The details of the invention will be explained with reference to the drawings showing examples.

FIGS. 1(a) and 1(b) are a sectional view and a plan view of an irradiation area of an embodiment of the present invention. The structure of the substrate is not limited to that shown in FIG. 1(a). A polycrystalline or amorphous silicon film 2 is deposited on a glass substrate 1, lamp light 3 is shaped by a slit, and CW Nd is formed into a half-moon shape by the slit.
The YAG laser 4 is irradiated in layers. When irradiation is performed under conditions that melt the silicon film 2 and scanned in the direction of arrow 5,
The molten silicon layer 6 solidifies into silicon crystals 7 with large grains.

When the lamp light 3 and the CWNd:YAG laser 4 are overlapped as shown in FIG. Not only does laser absorption increase, but C
Even in the region not irradiated with the WNd:YAG laser, carriers exist due to absorption of light, so the thermal conductivity increases and the molten silicon 6 grows more slowly, excluding gate crystallization, and the grains become larger. Therefore, a region in which the orientation is controlled (typically, an insulating film is formed on a crystalline silicon substrate, a part of it is etched away, and a polycrystalline silicon film is formed on the entire surface) By growing from the tactile part of the membrane, it is possible to widen the area where single crystals form, 40μm x 200μ? A large grain size on the order of n was obtained.

Another example of how lamp light and laser light are superimposed is shown in FIG. 8 is a laser beam irradiation area, and 9 is a lamp light irradiation area. When polycrystalline or amorphous semiconductor films are irradiated in a stacked state and, for example, the semiconductor film is scanned in the direction of arrow 10, recrystallization progresses in the direction of arrow 11, and the center of the laser beam passes over the semiconductor film. Because the line part becomes the core, we were able to obtain large grains.
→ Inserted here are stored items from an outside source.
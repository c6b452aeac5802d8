// iamctl - Command-line wrappers for AWS IAM
use iamctl::cli::args::parse_from;
use iamctl::cli::commands::execute_command;
use iamctl::Catalog;
use tokio_util::sync::CancellationToken;

#[tokio::main]
async fn main() {
    let catalog = Catalog::builtin();
    let cli = match parse_from(&catalog, std::env::args_os()) {
        Ok(cli) => cli,
        Err(e) => e.exit(),
    };

    let cancel = CancellationToken::new();
    let interrupt = cancel.clone();
    tokio::spawn(async move {
        if tokio::signal::ctrl_c().await.is_ok() {
            interrupt.cancel();
        }
    });

    // Errors were already reported by the command layer
    if execute_command(cli, catalog, cancel).await.is_err() {
        std::process::exit(1);
    }
}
As described above, the present invention improves the film thickness by irradiating a polycrystalline or amorphous semiconductor film with laser light and light whose absorption coefficient for the semiconductor film is larger than that of the laser light. We can provide annealing methods that can be adapted to different types of materials and structures. In addition, the absorption coefficient of /J% for the semiconductor film is
- Compared to annealing with laser light alone, the power of laser light can be used more effectively by irradiating the light in layers,
As a result, the irradiation area of the laser can be expanded since a lower power density is sufficient, resulting in significant effects in shortening the annealing time per unit area and increasing the grain size.
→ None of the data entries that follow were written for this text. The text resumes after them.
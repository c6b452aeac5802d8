//! Operation catalog
//!
//! Every command iamctl exposes is described by one [`OperationDescriptor`]
//! in a static table. The CLI, the binder, the selector and the service
//! adapter all read from that table; none of them carry per-operation code
//! except the SDK adapter.

mod operations;

use std::fmt;

pub use operations::OPERATIONS;

/// Cmdlet verb, the first half of the verb-noun alias
#[derive(Debug, Clone, Copy, PartialEq, Eq, Hash, serde::Serialize)]
pub enum Verb {
    Get,
    New,
    Remove,
    Enable,
    Disable,
    Register,
    Unregister,
    Update,
}

impl Verb {
    pub const ALL: [Verb; 8] = [
        Verb::Get,
        Verb::New,
        Verb::Remove,
        Verb::Enable,
        Verb::Disable,
        Verb::Register,
        Verb::Unregister,
        Verb::Update,
    ];

    /// Whether invoking an operation with this verb changes server state
    pub fn is_state_changing(self) -> bool {
        !matches!(self, Verb::Get)
    }

    pub fn as_str(self) -> &'static str {
        match self {
            Verb::Get => "Get",
            Verb::New => "New",
            Verb::Remove => "Remove",
            Verb::Enable => "Enable",
            Verb::Disable => "Disable",
            Verb::Register => "Register",
            Verb::Unregister => "Unregister",
            Verb::Update => "Update",
        }
    }

    pub fn parse(value: &str) -> Option<Verb> {
        Verb::ALL
            .into_iter()
            .find(|verb| verb.as_str().eq_ignore_ascii_case(value))
    }
}

impl fmt::Display for Verb {
    fn fmt(&self, f: &mut fmt::Formatter<'_>) -> fmt::Result {
        f.write_str(self.as_str())
    }
}

/// Value kind of a request field
#[derive(Debug, Clone, Copy, PartialEq, Eq)]
pub enum FieldKind {
    String,
    /// Integer with an inclusive range
    Integer { min: i64, max: i64 },
    Boolean,
    /// One of a fixed set of strings
    Enum(&'static [&'static str]),
}

impl fmt::Display for FieldKind {
    fn fmt(&self, f: &mut fmt::Formatter<'_>) -> fmt::Result {
        match self {
            FieldKind::String => write!(f, "string"),
            FieldKind::Integer { min, max } => write!(f, "integer ({}..={})", min, max),
            FieldKind::Boolean => write!(f, "boolean"),
            FieldKind::Enum(values) => write!(f, "one of {}", values.join("|")),
        }
    }
}

/// Request field of an operation
#[derive(Debug, Clone, Copy)]
pub struct FieldSpec {
    /// API member name (PascalCase)
    pub name: &'static str,
    pub kind: FieldKind,
    pub required: bool,
    /// Allowed pattern, matched against the whole value
    pub pattern: Option<&'static str>,
    pub min_len: Option<usize>,
    pub max_len: Option<usize>,
    pub help: &'static str,
}

impl FieldSpec {
    const fn new(name: &'static str, kind: FieldKind, help: &'static str) -> Self {
        Self {
            name,
            kind,
            required: false,
            pattern: None,
            min_len: None,
            max_len: None,
            help,
        }
    }

    pub const fn string(name: &'static str, help: &'static str) -> Self {
        Self::new(name, FieldKind::String, help)
    }

    pub const fn integer(name: &'static str, min: i64, max: i64, help: &'static str) -> Self {
        Self::new(name, FieldKind::Integer { min, max }, help)
    }

    pub const fn boolean(name: &'static str, help: &'static str) -> Self {
        Self::new(name, FieldKind::Boolean, help)
    }

    pub const fn one_of(
        name: &'static str,
        values: &'static [&'static str],
        help: &'static str,
    ) -> Self {
        Self::new(name, FieldKind::Enum(values), help)
    }

    pub const fn required(self) -> Self {
        Self {
            required: true,
            ..self
        }
    }

    pub const fn pattern(self, pattern: &'static str) -> Self {
        Self {
            pattern: Some(pattern),
            ..self
        }
    }

    pub const fn length(self, min: usize, max: usize) -> Self {
        Self {
            min_len: Some(min),
            max_len: Some(max),
            ..self
        }
    }

    /// Command-line option name, e.g. `role-name`
    pub fn flag_name(&self) -> String {
        to_kebab_case(self.name)
    }
}

/// Static description of one IAM API operation
#[derive(Debug)]
pub struct OperationDescriptor {
    /// API operation name, e.g. `GetRole`
    pub operation: &'static str,
    pub verb: Verb,
    /// Noun half of the cmdlet alias, e.g. `Role`
    pub noun: &'static str,
    pub summary: &'static str,
    pub fields: &'static [FieldSpec],
    /// Top-level members of the response
    pub response: &'static [&'static str],
    /// Selector used when the caller does not pass one
    pub default_select: &'static str,
    /// Field whose value names the resource acted upon
    pub target: Option<&'static str>,
}

impl OperationDescriptor {
    /// Subcommand name, e.g. `list-saml-providers`
    pub fn command_name(&self) -> String {
        to_kebab_case(self.operation)
    }

    /// Verb-noun alias, e.g. `Get-IAMSAMLProviderList`
    pub fn cmdlet_name(&self) -> String {
        format!("{}-IAM{}", self.verb, self.noun)
    }

    pub fn is_state_changing(&self) -> bool {
        self.verb.is_state_changing()
    }

    /// Look up a request field by API name, ignoring case
    pub fn field(&self, name: &str) -> Option<&'static FieldSpec> {
        self.fields
            .iter()
            .find(|field| field.name.eq_ignore_ascii_case(name))
    }

    /// Look up a top-level response member, ignoring case
    pub fn response_field(&self, name: &str) -> Option<&'static str> {
        self.response
            .iter()
            .copied()
            .find(|member| member.eq_ignore_ascii_case(name))
    }

    pub fn required_fields(&self) -> impl Iterator<Item = &'static FieldSpec> {
        self.fields.iter().filter(|field| field.required)
    }

    /// Whether `name` refers to this operation by API name, command name or alias
    pub fn matches(&self, name: &str) -> bool {
        self.operation.eq_ignore_ascii_case(name)
            || self.command_name() == name.to_ascii_lowercase()
            || self.cmdlet_name().eq_ignore_ascii_case(name)
    }
}

/// Lookup over a table of operation descriptors
#[derive(Debug, Clone, Copy)]
pub struct Catalog {
    operations: &'static [OperationDescriptor],
}

impl Catalog {
    /// Catalog of every operation shipped with iamctl
    pub fn builtin() -> Self {
        Self::from_table(OPERATIONS)
    }

    pub fn from_table(operations: &'static [OperationDescriptor]) -> Self {
        Self { operations }
    }

    pub fn iter(&self) -> impl Iterator<Item = &'static OperationDescriptor> {
        self.operations.iter()
    }

    pub fn len(&self) -> usize {
        self.operations.len()
    }

    pub fn is_empty(&self) -> bool {
        self.operations.is_empty()
    }

    pub fn find(&self, name: &str) -> Option<&'static OperationDescriptor> {
        self.operations.iter().find(|op| op.matches(name))
    }

    pub fn with_verb(&self, verb: Verb) -> impl Iterator<Item = &'static OperationDescriptor> {
        self.operations.iter().filter(move |op| op.verb == verb)
    }
}

/// Convert a PascalCase API name to kebab case, keeping acronyms together.
///
/// `ListSAMLProviders` becomes `list-saml-providers`.
pub fn to_kebab_case(name: &str) -> String {
    let chars: Vec<char> = name.chars().collect();
    let mut out = String::with_capacity(name.len() + 8);

    for (i, &c) in chars.iter().enumerate() {
        if c.is_ascii_uppercase() {
            if i > 0 {
                let prev = chars[i - 1];
                let next_is_lower = chars.get(i + 1).is_some_and(|n| n.is_ascii_lowercase());
                if prev.is_ascii_lowercase()
                    || prev.is_ascii_digit()
                    || (prev.is_ascii_uppercase() && next_is_lower)
                {
                    out.push('-');
                }
            }
            out.push(c.to_ascii_lowercase());
        } else {
            out.push(c);
        }
    }

    out
}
Furthermore, since the laser beam and the light for increasing the absorption coefficient are not strong enough to melt the semiconductor film by themselves, shaping with a slit or the like is easier than in the past.
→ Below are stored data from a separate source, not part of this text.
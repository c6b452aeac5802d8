use crate::domain::error::{ServiceError, TransportFailureKind};
use aws_sdk_iam::error::{ConnectorError, DisplayErrorContext, ProvideErrorMetadata, SdkError};
use std::error::Error as StdError;
use std::fmt::Debug;

// Resolver messages seen across platforms and connectors.
const NAME_RESOLUTION_MARKERS: &[&str] = &[
    "dns error",
    "failed to lookup address",
    "name or service not known",
    "nodename nor servname",
    "no such host is known",
    "temporary failure in name resolution",
    "name resolution",
];

/// Convert an SDK failure into a `ServiceError`, keeping transport failures as the source
pub fn sdk_failure<E, R>(err: SdkError<E, R>) -> ServiceError
where
    E: ProvideErrorMetadata + StdError + Send + Sync + 'static,
    R: Debug + Send + Sync + 'static,
{
    let kind = match &err {
        SdkError::ServiceError(context) => {
            let inner = context.err();
            return ServiceError::Rejected {
                code: inner.code().unwrap_or("Unknown").to_string(),
                message: inner.message().unwrap_or_default().to_string(),
            };
        }
        SdkError::ConstructionFailure(_) => {
            return ServiceError::Construction(DisplayErrorContext(&err).to_string());
        }
        SdkError::ResponseError(_) => {
            return ServiceError::Response(DisplayErrorContext(&err).to_string());
        }
        SdkError::TimeoutError(_) => TransportFailureKind::Timeout,
        SdkError::DispatchFailure(failure) => failure
            .as_connector_error()
            .map(classify_connector)
            .unwrap_or(TransportFailureKind::Other),
        _ => TransportFailureKind::Other,
    };

    ServiceError::Transport {
        kind,
        message: DisplayErrorContext(&err).to_string(),
        source: Some(Box::new(err)),
    }
}

/// Classify a dispatch failure by the connector's own error kind.
///
/// Credential and signing failures surface as `Other` connector errors and
/// are never reported as resolver failures, even when a credential provider
/// hit DNS trouble on its own endpoint.
pub fn classify_connector(error: &ConnectorError) -> TransportFailureKind {
    if error.is_timeout() {
        TransportFailureKind::Timeout
    } else if error.is_io() {
        if resolver_failure(error) {
            TransportFailureKind::NameResolution
        } else {
            TransportFailureKind::Io
        }
    } else {
        TransportFailureKind::Other
    }
}

fn resolver_failure(error: &ConnectorError) -> bool {
    let mut cause = error.source();
    while let Some(inner) = cause {
        let text = inner.to_string().to_ascii_lowercase();
        if NAME_RESOLUTION_MARKERS.iter().any(|marker| text.contains(marker)) {
            return true;
        }
        cause = inner.source();
    }
    false
}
[Brief explanation of drawings]

FIG. 1 shows an embodiment of the present invention, in which (a) is a cross-sectional view and (b) is a plan view of the irradiation area. Also, the second time,
1 is a glass substrate; 2 is a polycrystalline or amorphous silicon film; 3 is a laser beam; 4 is a lamp beam; Molten silicon, 7 is 1J crystallized silicon film, +! ! ?
I? -8 is the laser beam irradiation area l. , 9 indicates the irradiation area of the lamp light, 10 indicates the scanning direction of trial scanning, and 11 indicates the six crystallization directions, respectively. 527--, Yuman Z figure

Claims (1)

[Claims] A polycrystalline or amorphous semiconductor film formed on a substrate is irradiated with laser light, and the semiconductor film is irradiated with light having a larger absorption coefficient than the laser light. A method for producing a semiconductor single crystal film, characterized by increasing the crystallization of the semiconductor film.